Snow Day in Tahoe!

I’m on vacation right now with my fiance’s family in Tahoe, in the real mountains. I used to feel embarrassed about being from California, mostly because I hate weather, that is, Pittsburgh’s traditional four-months-of-hellish-black-clouds-and-torrents-of-sleeting-snow-with-no-sign-of-the-sun-for-weeks vision of weather. But while California may not have weather (wet and burning do not count), Pittsburgh does not have topography. The highest mountain in Pennsylvania’s Allegheny Mountains is Mt Davis (3,213 ft). This is about the height of one of the medium mountains in the Santa Cruz Mountains, which are really just hills and about a third as high as Heavenly (10,040 ft) in the Sierras, where I will be skiing tomorrow. California wins, totally dude.

I am a lot happier with snow in California than in Pittsburgh. I spent several hours just sliding down a snow-hill on my butt (theoretically I was on a saucer, but really, I was on my butt) and then engaged in a massive, multi-generational snowball fight.

In between runs and snowball volleys, I did some people watching. The social dynamics on the hill were fascinating, and reflected the needs and preoccupations of four distinct groups. There were the families with 1-2 year olds, who stood cluelessly at the bottom of the snowhill, blinking as members of the other groups swerved around them.
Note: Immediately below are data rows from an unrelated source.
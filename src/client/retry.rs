//! Retry policy configuration for the request pipeline.

use std::fmt;
use std::sync::Arc;
use std::time::Duration;

use super::{RequestConfig, RequestError};

/// What a retry predicate sees after a failed attempt.
#[derive(Debug, Clone, Copy)]
pub struct RetryContext<'a> {
    /// Number of failures so far (1 after the first failure).
    pub attempt: u32,
    /// The normalized error of the attempt that just failed.
    pub error: &'a RequestError,
    /// The configuration of the call; identical for every attempt.
    pub config: &'a RequestConfig,
}

type Predicate = Arc<dyn Fn(&RetryContext<'_>) -> bool + Send + Sync>;

/// Decides whether a failed call is attempted again.
///
/// The predicate is consulted after every failure (never after success or
/// cancellation). Returning `true` re-runs the whole attempt; returning
/// `false` surfaces that attempt's error. There is no cap other than what
/// the predicate enforces.
///
/// # Example
///
/// ```
/// use reqflow::client::{Backoff, RetryPolicy};
/// use std::time::Duration;
///
/// // Retry only transient failures, at most 4 attempts in total,
/// // waiting 100ms, 200ms, 400ms between them.
/// let policy = RetryPolicy::max_attempts(4)
///     .and_when(|ctx| ctx.error.is_retryable())
///     .with_backoff(Backoff::new().with_initial_delay(Duration::from_millis(100)));
/// ```
#[derive(Clone)]
pub struct RetryPolicy {
    predicate: Predicate,
    backoff: Option<Backoff>,
}

impl RetryPolicy {
    /// Minimum value for [`max_attempts`](Self::max_attempts).
    pub const MIN_MAX_ATTEMPTS: u32 = 1;

    /// Creates a policy from a predicate. Retries are immediate.
    #[must_use]
    pub fn new<F>(should_retry: F) -> Self
    where
        F: Fn(&RetryContext<'_>) -> bool + Send + Sync + 'static,
    {
        Self {
            predicate: Arc::new(should_retry),
            backoff: None,
        }
    }

    /// Creates a policy that allows `max_attempts` attempts in total.
    ///
    /// `1` sends the request once and never retries.
    ///
    /// # Panics
    ///
    /// Panics if `max_attempts` is less than 1.
    #[must_use]
    pub fn max_attempts(max_attempts: u32) -> Self {
        assert!(
            max_attempts >= Self::MIN_MAX_ATTEMPTS,
            "max_attempts must be at least 1"
        );
        Self::new(move |ctx| ctx.attempt < max_attempts)
    }

    /// Adds a condition that must also hold for a retry to happen.
    #[must_use]
    pub fn and_when<F>(self, condition: F) -> Self
    where
        F: Fn(&RetryContext<'_>) -> bool + Send + Sync + 'static,
    {
        let predicate = self.predicate;
        Self {
            predicate: Arc::new(move |ctx: &RetryContext<'_>| predicate(ctx) && condition(ctx)),
            backoff: self.backoff,
        }
    }

    /// Waits between attempts according to `backoff`.
    #[must_use]
    pub fn with_backoff(mut self, backoff: Backoff) -> Self {
        self.backoff = Some(backoff);
        self
    }

    /// Returns the configured backoff, if any.
    #[must_use]
    pub const fn backoff(&self) -> Option<&Backoff> {
        self.backoff.as_ref()
    }

    /// Evaluates the predicate.
    #[must_use]
    pub fn should_retry(&self, ctx: &RetryContext<'_>) -> bool {
        (self.predicate)(ctx)
    }

    /// Returns how long to wait after failure number `attempt` (1-indexed).
    ///
    /// `None` means retry immediately.
    #[must_use]
    pub fn delay_after(&self, attempt: u32) -> Option<Duration> {
        self.backoff
            .as_ref()
            .map(|backoff| backoff.delay_for_retry(attempt.saturating_sub(1)))
    }
}

impl fmt::Debug for RetryPolicy {
    fn fmt(&self, f: &mut fmt::Formatter<'_>) -> fmt::Result {
        f.debug_struct("RetryPolicy")
            .field("backoff", &self.backoff)
            .finish_non_exhaustive()
    }
}

/// Exponential wait between a failed attempt and the next one.
///
/// # Defaults
///
/// - `initial_delay`: 1 second
/// - `max_delay`: 30 seconds
/// - `multiplier`: 2.0
#[derive(Debug, Clone, PartialEq)]
pub struct Backoff {
    /// Wait after the first failure; each later wait is `multiplier` times longer.
    pub initial_delay: Duration,

    /// Upper bound for any single wait.
    pub max_delay: Duration,

    /// Growth factor per failure.
    pub multiplier: f64,
}

impl Backoff {
    /// Default initial delay (1 second).
    pub const DEFAULT_INITIAL_DELAY: Duration = Duration::from_secs(1);

    /// Default maximum delay (30 seconds).
    pub const DEFAULT_MAX_DELAY: Duration = Duration::from_secs(30);

    /// Doubles each time.
    pub const DEFAULT_MULTIPLIER: f64 = 2.0;

    /// Creates a backoff with default values.
    #[must_use]
    pub const fn new() -> Self {
        Self {
            initial_delay: Self::DEFAULT_INITIAL_DELAY,
            max_delay: Self::DEFAULT_MAX_DELAY,
            multiplier: Self::DEFAULT_MULTIPLIER,
        }
    }

    /// Replaces [`initial_delay`](Self::initial_delay).
    #[must_use]
    pub const fn with_initial_delay(mut self, delay: Duration) -> Self {
        self.initial_delay = delay;
        self
    }

    /// Replaces [`max_delay`](Self::max_delay).
    #[must_use]
    pub const fn with_max_delay(mut self, delay: Duration) -> Self {
        self.max_delay = delay;
        self
    }

    /// Replaces [`multiplier`](Self::multiplier).
    ///
    /// # Panics
    ///
    /// Panics unless `multiplier > 0.0`.
    #[must_use]
    pub fn with_multiplier(mut self, multiplier: f64) -> Self {
        assert!(multiplier > 0.0, "multiplier must be positive");
        self.multiplier = multiplier;
        self
    }

    /// Computes the delay for a given retry number (0-indexed), capped at `max_delay`.
    #[must_use]
    pub fn delay_for_retry(&self, retry: u32) -> Duration {
        // Retry counts stay far below i32::MAX
        #[allow(clippy::cast_possible_wrap)]
        let multiplier = self.multiplier.powi(retry as i32);
        let delay_secs = self.initial_delay.as_secs_f64() * multiplier;
        let capped = delay_secs.min(self.max_delay.as_secs_f64());
        Duration::try_from_secs_f64(capped).unwrap_or(self.max_delay)
    }
}

impl Default for Backoff {
    fn default() -> Self {
        Self::new()
    }
}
There were the dads of the 5-9 crowd, who grumbled at those standing at the bottom of the hill while standing in the middle of the slope, watching their kids careen around the 1-2 year olds and their escorts. The 9-13 group delighted in rolling in the snow and guffawing and at their collisions but got out of the way when the bigger kids came through. The best behaved people on the hill were in the 15-25 group–we knew the rules, got out of the way when we messed up or finished and generally went after fun in a businesslike manner which reflected our sure knowledge that we would have to go back to work/SATs/ College in a few weeks and this was the only fun we would see for a while.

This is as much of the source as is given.